Word2Vec pre-training vector word


In many natural language processing tasks, many words is determined by the expression of their tf-idf score. Even if these scores tell us the relative importance of a word in a text, but they did not tell us the semantics of the word. Word2Vec is a Neural Network Model – In the case of a given no tag corpus, a corpus of word generating a vector capable of expressing semantics.

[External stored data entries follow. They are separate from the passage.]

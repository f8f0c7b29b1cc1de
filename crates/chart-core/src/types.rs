// File: crates/chart-core/src/types.rs
// Summary: Chart data model (points, series, datasets, viewport, colour token) and shared constants.

use serde::{Deserialize, Serialize};

/// Default surface width in pixels.
pub const WIDTH: i32 = 720;
/// Default surface height in pixels.
pub const HEIGHT: i32 = 400;

/// Opaque display colour carried by a series. The projector never reads it.
#[derive(Clone, Copy, Debug, PartialEq, Eq, Hash, Serialize, Deserialize)]
pub struct Rgba {
    pub r: u8,
    pub g: u8,
    pub b: u8,
    pub a: u8,
}

impl Rgba {
    pub const BLACK: Rgba = Rgba::opaque(0, 0, 0);
    pub const WHITE: Rgba = Rgba::opaque(255, 255, 255);
    pub const BLUE: Rgba = Rgba::opaque(0, 0, 255);
    pub const RED: Rgba = Rgba::opaque(255, 0, 0);
    pub const GREEN: Rgba = Rgba::opaque(0, 255, 0);

    pub const fn opaque(r: u8, g: u8, b: u8) -> Self {
        Self { r, g, b, a: 255 }
    }

    /// Build from a packed `0xAARRGGBB` value.
    pub const fn from_argb_u32(argb: u32) -> Self {
        Self {
            a: (argb >> 24) as u8,
            r: (argb >> 16) as u8,
            g: (argb >> 8) as u8,
            b: argb as u8,
        }
    }

    /// Same colour with alpha scaled to `alpha` in [0, 1].
    pub fn with_alpha(self, alpha: f32) -> Self {
        Self { a: (alpha.clamp(0.0, 1.0) * 255.0).round() as u8, ..self }
    }
}

/// One sample: epoch milliseconds (UTC) and a value.
#[derive(Clone, Copy, Debug, PartialEq, Serialize, Deserialize)]
pub struct Point {
    pub timestamp_ms: i64,
    pub value: f64,
}

impl Point {
    pub const fn new(timestamp_ms: i64, value: f64) -> Self {
        Self { timestamp_ms, value }
    }
}

/// A named, coloured line. Points are expected in non-decreasing time order
/// for drawing, but range and nearest-point queries do not depend on order.
#[derive(Clone, Debug, PartialEq, Serialize, Deserialize)]
pub struct Series {
    pub points: Vec<Point>,
    pub color: Rgba,
    pub label: String,
}

impl Series {
    pub fn new(label: impl Into<String>, color: Rgba, points: Vec<Point>) -> Self {
        Self { points, color, label: label.into() }
    }
}

/// All series rendered together in one chart.
#[derive(Clone, Debug, Default, PartialEq, Serialize, Deserialize)]
pub struct Dataset {
    pub series: Vec<Series>,
    pub label: String,
}

impl Dataset {
    pub fn new(label: impl Into<String>) -> Self {
        Self { series: Vec::new(), label: label.into() }
    }

    pub fn with_series(mut self, series: Series) -> Self {
        self.series.push(series);
        self
    }

    pub fn add_series(&mut self, series: Series) {
        self.series.push(series);
    }

    /// Iterate every point of every series.
    pub fn points(&self) -> impl Iterator<Item = &Point> {
        self.series.iter().flat_map(|s| s.points.iter())
    }

    /// Short accessible description of the chart.
    pub fn content_description(&self) -> String {
        format!("Line chart with {} lines", self.series.len())
    }
}

/// Drawing area size, supplied fresh for every render/query.
#[derive(Clone, Copy, Debug, PartialEq, Serialize, Deserialize)]
pub struct Viewport {
    pub width_px: f64,
    pub height_px: f64,
}

impl Viewport {
    pub const fn new(width_px: f64, height_px: f64) -> Self {
        Self { width_px, height_px }
    }
}

/// Screen margins, in pixels.
/// Contract: all fields are non-negative.
#[derive(Clone, Copy, Debug, PartialEq, Eq, Serialize, Deserialize)]
pub struct Insets {
    pub left: u32,
    pub right: u32,
    pub top: u32,
    pub bottom: u32,
}

impl Insets {
    pub const fn new(left: u32, right: u32, top: u32, bottom: u32) -> Self {
        Self { left, right, top, bottom }
    }
}

impl Default for Insets {
    fn default() -> Self {
        Self::new(56, 16, 16, 40)
    }
}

word2vec is a Google open source tools for word vector calculations, it can be a good measure of similarity between the word and the word;

word2vec modeling refers to the use CBoW Skip-gram model or a different model to calculate a vector of words (word vector)

CBoW a given context to predict the target word, Skip-gram context of a given input word prediction, but eventually will give “word vector matrix W” of the FIG.

Statistical Language Model (statistical language models)

Before diving word2vec, first reviewed a fundamental problem in nlp: how to calculate the probability of a text sequence appears in a certain language? (Ngram)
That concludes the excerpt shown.